== What to produce ==
Your answer should be the full set of entries, given again without alteration.

== Entries taken from a collection ==
◆ ◆ ◆ ◆ ◆
use soroban_sdk::Address;
use crate::pricing;
use crate::types::{BuyerAccount, PresaleError, SaleState};

// ============================================================================
// VESTING / CLAIM
// ============================================================================

/// Converte unidades inteiras do token vendido para a menor unidade
/// (units * 10^decimals)
pub fn to_sale_units(units: i128, decimals: u32) -> Result<i128, PresaleError> {
    units
        .checked_mul(pricing::pow10(decimals)?)
        .ok_or(PresaleError::InvalidAmount)
}

/// Configura o claim (uma única vez) e retorna quanto deve entrar no escrow,
/// já em menores unidades do token vendido.
///
/// Ordem das validações:
/// 1. claim já configurado
/// 2. depósito menor que o vendido
/// 3. início do claim no passado
/// 4. decimais zero
pub fn configure_claim(
    state: &mut SaleState,
    sale_asset: &Address,
    claim_start: u64,
    total_deposit: i128,
    decimals: u32,
    now: u64,
) -> Result<i128, PresaleError> {
    if state.claim_configured() {
        return Err(PresaleError::ClaimAlreadyConfigured);
    }

    if total_deposit < state.tokens_sold {
        return Err(PresaleError::InsufficientDeposit);
    }

    if claim_start <= now {
        return Err(PresaleError::ClaimStartInPast);
    }

    if decimals == 0 {
        return Err(PresaleError::InvalidDecimals);
    }

    let escrow_amount = to_sale_units(total_deposit, decimals)?;

    state.sale_asset = Some(sale_asset.clone());
    state.sale_asset_decimals = decimals;
    state.tokens_deposited = total_deposit;
    state.claim_start_time = claim_start;
    // Começa na fase de claim antecipado (só whitelist)
    state.whitelist_claim_only = true;

    Ok(escrow_amount)
}

/// Calcula quanto `buyer` pode sacar agora, em menores unidades.
/// Não altera nada; quem chama marca a conta como sacada.
pub fn claimable(
    state: &SaleState,
    buyer: &Address,
    account: &BuyerAccount,
    now: u64,
) -> Result<i128, PresaleError> {
    // Na fase de whitelist, os listados sacam antes de `claim_start_time`
    let early = state.whitelist_claim_only && state.is_claim_whitelisted(buyer);
    if !state.claim_configured() || (!early && now < state.claim_start_time) {
        return Err(PresaleError::ClaimNotStarted);
    }

    if state.is_paused {
        return Err(PresaleError::Paused);
    }

    if state.whitelist_claim_only && !state.is_claim_whitelisted(buyer) {
        return Err(PresaleError::WhitelistOnly);
    }

    if account.claimed {
        return Err(PresaleError::AlreadyClaimed);
    }

    if account.purchased_amount <= 0 {
        return Err(PresaleError::NothingToClaim);
    }

    to_sale_units(account.purchased_amount, state.sale_asset_decimals)
}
◆ ◆ ◆ ◆ ◆
== Solution to the exercise ==
use soroban_sdk::Address;
use crate::pricing;
use crate::types::{BuyerAccount, PresaleError, SaleState};

// ============================================================================
// VESTING / CLAIM
// ============================================================================

/// Converte unidades inteiras do token vendido para a menor unidade
/// (units * 10^decimals)
pub fn to_sale_units(units: i128, decimals: u32) -> Result<i128, PresaleError> {
    units
        .checked_mul(pricing::pow10(decimals)?)
        .ok_or(PresaleError::InvalidAmount)
}

/// Configura o claim (uma única vez) e retorna quanto deve entrar no escrow,
/// já em menores unidades do token vendido.
///
/// Ordem das validações:
/// 1. claim já configurado
/// 2. depósito menor que o vendido
/// 3. início do claim no passado
/// 4. decimais zero
pub fn configure_claim(
    state: &mut SaleState,
    sale_asset: &Address,
    claim_start: u64,
    total_deposit: i128,
    decimals: u32,
    now: u64,
) -> Result<i128, PresaleError> {
    if state.claim_configured() {
        return Err(PresaleError::ClaimAlreadyConfigured);
    }

    if total_deposit < state.tokens_sold {
        return Err(PresaleError::InsufficientDeposit);
    }

    if claim_start <= now {
        return Err(PresaleError::ClaimStartInPast);
    }

    if decimals == 0 {
        return Err(PresaleError::InvalidDecimals);
    }

    let escrow_amount = to_sale_units(total_deposit, decimals)?;

    state.sale_asset = Some(sale_asset.clone());
    state.sale_asset_decimals = decimals;
    state.tokens_deposited = total_deposit;
    state.claim_start_time = claim_start;
    // Começa na fase de claim antecipado (só whitelist)
    state.whitelist_claim_only = true;

    Ok(escrow_amount)
}

/// Calcula quanto `buyer` pode sacar agora, em menores unidades.
/// Não altera nada; quem chama marca a conta como sacada.
pub fn claimable(
    state: &SaleState,
    buyer: &Address,
    account: &BuyerAccount,
    now: u64,
) -> Result<i128, PresaleError> {
    // Na fase de whitelist, os listados sacam antes de `claim_start_time`
    let early = state.whitelist_claim_only && state.is_claim_whitelisted(buyer);
    if !state.claim_configured() || (!early && now < state.claim_start_time) {
        return Err(PresaleError::ClaimNotStarted);
    }

    if state.is_paused {
        return Err(PresaleError::Paused);
    }

    if state.whitelist_claim_only && !state.is_claim_whitelisted(buyer) {
        return Err(PresaleError::WhitelistOnly);
    }

    if account.claimed {
        return Err(PresaleError::AlreadyClaimed);
    }

    if account.purchased_amount <= 0 {
        return Err(PresaleError::NothingToClaim);
    }

    to_sale_units(account.purchased_amount, state.sale_asset_decimals)
}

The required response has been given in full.